Learning from history…
Have you ever looked back at old family photos and wondered about the people who came before you in your family line? When I was a child, my grandmother babysat me in the summers while my mom worked. She had a box of black and white photos with pictures of her past. My favorite is of her entire family, she was the youngest child, a cute little cherub with a pixie face and a finger pointing to herself. Another is of her and her next oldest sister, both holding dolls they cherished.
I spent many an afternoon asking my grandma questions about those pictures, hearing the stories behind the faces. Maybe that’s where my love of history first began. Like the story of those dolls. Grandma told me that she and her sister were given the dolls one Christmas, but they only had them a year when their mother asked them to give the dolls to their nieces, who didn’t have any. (Never mind that Grandma and her sister didn’t have any other dolls to cuddle either.) I always wondered how my great-grandmother could take from her own children to give to her grand-children. Did she not see that her young daughters (ages 9 and 10) were too young to part with such things? Grandma told the story with a hint of emotion that told me she never quite got over the loss. Maybe that training was why she was so unsentimental. Her motto became, “If you haven’t used it in a year, get rid of it, give it to someone who can use it.” Her past definitely set the stage for such an attitude and practice. I did not inherit her ability to part with things. Unfortunately, my sentimentality makes me a bit of a pack rat.
Other family photos and news clipping revealed family losses that I can only begin to imagine. That photo of my grandma as a small child only showed six children. One boy and five girls. What it doesn’t show is the four who died before those six were born. Three boys and one girl must have died in some sort of epidemic. Can you imagine the heartache?
Hearing such stories from my family’s history helps me understand them better. Even outside of writing and having to figure out my characters’ motives, I’ve always been fascinated by what moves people to do what they do. What happened in their past to help shape their thinking and opinions? What heartache do they hide from the rest of the world?
My father-in-law’s family had similar losses. The youngest and last survivor of six children himself, he watched his oldest sister die at age 18 of tuberculosis and his oldest brother killed in a car accident at age 27, both before he graduated from high school. Can you imagine the pain his parents went through?
People of yesteryear were no different than people today. Letters sent to and from relatives all speak of the same types of things we all say when filling someone in on what is going on in our lives – how busy we are, the weather, the state of our health or the health of our family, what new place we attended or what new thing we made or purchased. We ask the same kinds of questions of others and have the same kinds of cares. Those who are old now were young then, with the same sense of immortality as the young have now.
Deuteronomy 32:7 says, “Remember the days of old; consider the generations long past. Ask your father and he will tell you, your elders, and they will explain to you.”
There is much we can learn from history – one being that people of all generations are born in this world with hopes and dreams. Some live to fulfill them. Some don’t.

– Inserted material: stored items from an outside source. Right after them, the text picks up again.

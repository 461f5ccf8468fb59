//! Validating builder for BloodHound OpenGraph documents.
//!
//! This crate assembles a graph of nodes and edges in memory, checks every
//! entity against the OpenGraph structural rules as it is added, and exports
//! the result as the canonical JSON document a strict downstream consumer
//! expects. It is the library behind the `opengraph` CLI.
//!
//! # Crate layout
//!
//! | Module | Purpose |
//! |--------|---------|
//! | [`properties`] | [`PropertyValue`] and the property-map validator [`validate_properties`] |
//! | [`types`] | Entities: [`Node`], [`NodeReference`], [`Edge`], [`MatchBy`] |
//! | [`validation`] | [`ValidationError`] and the per-entity structural rules |
//! | [`builder`] | [`OpenGraphBuilder`], the graph under construction |
//! | [`export`] | [`Document`] and JSON rendering / atomic file output |
//! | [`resolve`] | Opt-in resolution of edge endpoints against nodes |
//! | [`render`] | Human-readable text summaries |
//!
//! # Quick start
//!
//! ```rust,ignore
//! use opengraph::{EdgeOptions, OpenGraphBuilder};
//!
//! let mut graph = OpenGraphBuilder::with_source_kind("MySystem");
//! graph.create_node("alice", ["User"], None)?;
//! graph.create_node("bob", ["User"], None)?;
//! graph.create_edge("alice", "bob", "knows", EdgeOptions::default())?;
//!
//! graph.check_references()?;
//! graph.save_to_file("graph.json")?;
//! ```

pub mod builder;
pub mod export;
pub mod properties;
pub mod render;
pub mod resolve;
pub mod types;
pub mod validation;

pub use builder::{EdgeOptions, OpenGraphBuilder};
pub use export::{Document, ExportError, ExportOptions, GraphSection, Metadata, DEFAULT_INDENT};
pub use properties::{
    parse_properties, validate_properties, PropertyError, PropertyMap, PropertyValue,
    RawProperties,
};
pub use resolve::{EdgeEnd, NodeIndex, ReferenceError, ResolutionError};
pub use types::{Edge, MatchBy, Node, NodeReference};
pub use validation::{ValidationError, MAX_KINDS};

Ecclesiastes 12:1 says, “Remember your Creator in the days of your youth, before the days of trouble come and the years approach when you will say, “I find no pleasure in them”-
But those who do live to fulfill their futures have an obligation in this life. After all is said and done, Solomon concludes one book of his writings with these words, “Now all has been heard; here is the conclusion of the matter: Fear God and keep his commandments, for this is the whole duty of man. For God will bring every deed into judgment, including every hidden thing, whether it is good or evil.”
We might hide our motives and our pain from those around us now, but someday someone will come along to discover it. It may be a relative who goes through old pictures and letters and news clippings we once saved. And those who do look back on these things will come away with greater insight into the human condition, which really doesn’t change from generation to generation.